### Exercise objective
Please return all of the entries below exactly as they are written.

───── Data for processing ─────

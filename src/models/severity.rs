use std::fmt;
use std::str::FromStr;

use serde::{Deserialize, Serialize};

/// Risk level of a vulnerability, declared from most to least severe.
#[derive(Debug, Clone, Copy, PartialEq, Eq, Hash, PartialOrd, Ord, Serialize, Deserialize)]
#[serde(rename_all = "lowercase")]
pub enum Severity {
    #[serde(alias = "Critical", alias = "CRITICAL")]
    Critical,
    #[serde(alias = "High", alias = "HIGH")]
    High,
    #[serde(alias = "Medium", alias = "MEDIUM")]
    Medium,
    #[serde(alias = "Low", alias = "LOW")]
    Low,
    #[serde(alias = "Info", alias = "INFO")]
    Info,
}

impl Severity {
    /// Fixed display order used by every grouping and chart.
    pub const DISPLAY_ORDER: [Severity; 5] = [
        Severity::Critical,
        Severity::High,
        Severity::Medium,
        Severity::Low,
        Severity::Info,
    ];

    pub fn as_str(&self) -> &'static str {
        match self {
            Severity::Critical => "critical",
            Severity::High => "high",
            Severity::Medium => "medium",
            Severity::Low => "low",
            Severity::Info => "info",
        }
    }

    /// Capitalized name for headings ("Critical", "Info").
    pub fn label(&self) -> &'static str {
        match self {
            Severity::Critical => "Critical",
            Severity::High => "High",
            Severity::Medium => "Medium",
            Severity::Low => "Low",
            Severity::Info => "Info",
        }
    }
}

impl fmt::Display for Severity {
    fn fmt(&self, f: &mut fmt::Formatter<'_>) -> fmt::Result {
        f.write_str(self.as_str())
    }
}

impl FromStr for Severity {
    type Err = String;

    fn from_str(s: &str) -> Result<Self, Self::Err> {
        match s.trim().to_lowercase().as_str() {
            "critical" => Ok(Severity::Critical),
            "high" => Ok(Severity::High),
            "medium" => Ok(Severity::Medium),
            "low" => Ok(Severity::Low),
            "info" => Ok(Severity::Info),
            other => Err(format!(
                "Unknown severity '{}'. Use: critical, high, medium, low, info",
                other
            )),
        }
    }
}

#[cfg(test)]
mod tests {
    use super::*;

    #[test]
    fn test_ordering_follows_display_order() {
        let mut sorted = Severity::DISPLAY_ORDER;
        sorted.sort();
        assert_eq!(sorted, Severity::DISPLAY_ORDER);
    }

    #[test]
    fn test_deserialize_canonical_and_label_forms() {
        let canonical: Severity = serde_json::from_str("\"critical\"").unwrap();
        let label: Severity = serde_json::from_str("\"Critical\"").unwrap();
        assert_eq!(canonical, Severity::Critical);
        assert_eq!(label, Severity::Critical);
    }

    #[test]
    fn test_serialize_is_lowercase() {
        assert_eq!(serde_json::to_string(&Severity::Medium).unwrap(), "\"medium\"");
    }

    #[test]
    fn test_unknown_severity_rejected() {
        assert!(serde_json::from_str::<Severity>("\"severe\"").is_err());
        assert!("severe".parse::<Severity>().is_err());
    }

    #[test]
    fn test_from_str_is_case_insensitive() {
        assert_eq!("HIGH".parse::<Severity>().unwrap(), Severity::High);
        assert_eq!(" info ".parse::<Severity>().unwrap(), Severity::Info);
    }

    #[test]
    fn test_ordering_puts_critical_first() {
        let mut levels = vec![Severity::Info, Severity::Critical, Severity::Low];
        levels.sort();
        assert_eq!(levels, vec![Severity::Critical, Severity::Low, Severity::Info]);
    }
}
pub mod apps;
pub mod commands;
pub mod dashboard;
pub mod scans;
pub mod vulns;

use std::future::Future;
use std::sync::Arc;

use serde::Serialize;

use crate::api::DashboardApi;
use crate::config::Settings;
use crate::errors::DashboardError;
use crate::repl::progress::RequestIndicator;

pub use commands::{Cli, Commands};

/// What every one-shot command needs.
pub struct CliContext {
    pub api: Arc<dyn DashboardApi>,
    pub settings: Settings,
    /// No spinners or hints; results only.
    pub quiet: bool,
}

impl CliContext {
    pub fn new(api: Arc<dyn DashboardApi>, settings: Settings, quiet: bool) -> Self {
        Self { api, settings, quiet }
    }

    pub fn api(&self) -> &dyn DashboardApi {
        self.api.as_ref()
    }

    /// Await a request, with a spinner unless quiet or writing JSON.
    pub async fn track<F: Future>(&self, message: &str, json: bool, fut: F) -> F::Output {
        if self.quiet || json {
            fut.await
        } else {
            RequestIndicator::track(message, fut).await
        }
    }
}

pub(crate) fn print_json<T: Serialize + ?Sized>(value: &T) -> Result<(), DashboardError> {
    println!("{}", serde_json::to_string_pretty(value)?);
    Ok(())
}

─────

### Task result
filename src/models/severity.rs
use std::fmt;
use std::str::FromStr;

use serde::{Deserialize, Serialize};

/// Risk level of a vulnerability, declared from most to least severe.
#[derive(Debug, Clone, Copy, PartialEq, Eq, Hash, PartialOrd, Ord, Serialize, Deserialize)]
#[serde(rename_all = "lowercase")]
pub enum Severity {
    #[serde(alias = "Critical", alias = "CRITICAL")]
    Critical,
    #[serde(alias = "High", alias = "HIGH")]
    High,
    #[serde(alias = "Medium", alias = "MEDIUM")]
    Medium,
    #[serde(alias = "Low", alias = "LOW")]
    Low,
    #[serde(alias = "Info", alias = "INFO")]
    Info,
}

impl Severity {
    /// Fixed display order used by every grouping and chart.
    pub const DISPLAY_ORDER: [Severity; 5] = [
        Severity::Critical,
        Severity::High,
        Severity::Medium,
        Severity::Low,
        Severity::Info,
    ];

    pub fn as_str(&self) -> &'static str {
        match self {
            Severity::Critical => "critical",
            Severity::High => "high",
            Severity::Medium => "medium",
            Severity::Low => "low",
            Severity::Info => "info",
        }
    }

    /// Capitalized name for headings ("Critical", "Info").
    pub fn label(&self) -> &'static str {
        match self {
            Severity::Critical => "Critical",
            Severity::High => "High",
            Severity::Medium => "Medium",
            Severity::Low => "Low",
            Severity::Info => "Info",
        }
    }
}

impl fmt::Display for Severity {
    fn fmt(&self, f: &mut fmt::Formatter<'_>) -> fmt::Result {
        f.write_str(self.as_str())
    }
}

impl FromStr for Severity {
    type Err = String;

    fn from_str(s: &str) -> Result<Self, Self::Err> {
        match s.trim().to_lowercase().as_str() {
            "critical" => Ok(Severity::Critical),
            "high" => Ok(Severity::High),
            "medium" => Ok(Severity::Medium),
            "low" => Ok(Severity::Low),
            "info" => Ok(Severity::Info),
            other => Err(format!(
                "Unknown severity '{}'. Use: critical, high, medium, low, info",
                other
            )),
        }
    }
}

#[cfg(test)]
mod tests {
    use super::*;

    #[test]
    fn test_ordering_follows_display_order() {
        let mut sorted = Severity::DISPLAY_ORDER;
        sorted.sort();
        assert_eq!(sorted, Severity::DISPLAY_ORDER);
    }

    #[test]
    fn test_deserialize_canonical_and_label_forms() {
        let canonical: Severity = serde_json::from_str("\"critical\"").unwrap();
        let label: Severity = serde_json::from_str("\"Critical\"").unwrap();
        assert_eq!(canonical, Severity::Critical);
        assert_eq!(label, Severity::Critical);
    }

    #[test]
    fn test_serialize_is_lowercase() {
        assert_eq!(serde_json::to_string(&Severity::Medium).unwrap(), "\"medium\"");
    }

    #[test]
    fn test_unknown_severity_rejected() {
        assert!(serde_json::from_str::<Severity>("\"severe\"").is_err());
        assert!("severe".parse::<Severity>().is_err());
    }

    #[test]
    fn test_from_str_is_case_insensitive() {
        assert_eq!("HIGH".parse::<Severity>().unwrap(), Severity::High);
        assert_eq!(" info ".parse::<Severity>().unwrap(), Severity::Info);
    }

    #[test]
    fn test_ordering_puts_critical_first() {
        let mut levels = vec![Severity::Info, Severity::Critical, Severity::Low];
        levels.sort();
        assert_eq!(levels, vec![Severity::Critical, Severity::Low, Severity::Info]);
    }
}
pub mod apps;
pub mod commands;
pub mod dashboard;
pub mod scans;
pub mod vulns;

use std::future::Future;
use std::sync::Arc;

use serde::Serialize;

use crate::api::DashboardApi;
use crate::config::Settings;
use crate::errors::DashboardError;
use crate::repl::progress::RequestIndicator;

pub use commands::{Cli, Commands};

/// What every one-shot command needs.
pub struct CliContext {
    pub api: Arc<dyn DashboardApi>,
    pub settings: Settings,
    /// No spinners or hints; results only.
    pub quiet: bool,
}

impl CliContext {
    pub fn new(api: Arc<dyn DashboardApi>, settings: Settings, quiet: bool) -> Self {
        Self { api, settings, quiet }
    }

    pub fn api(&self) -> &dyn DashboardApi {
        self.api.as_ref()
    }

    /// Await a request, with a spinner unless quiet or writing JSON.
    pub async fn track<F: Future>(&self, message: &str, json: bool, fut: F) -> F::Output {
        if self.quiet || json {
            fut.await
        } else {
            RequestIndicator::track(message, fut).await
        }
    }
}

pub(crate) fn print_json<T: Serialize + ?Sized>(value: &T) -> Result<(), DashboardError> {
    println!("{}", serde_json::to_string_pretty(value)?);
    Ok(())
}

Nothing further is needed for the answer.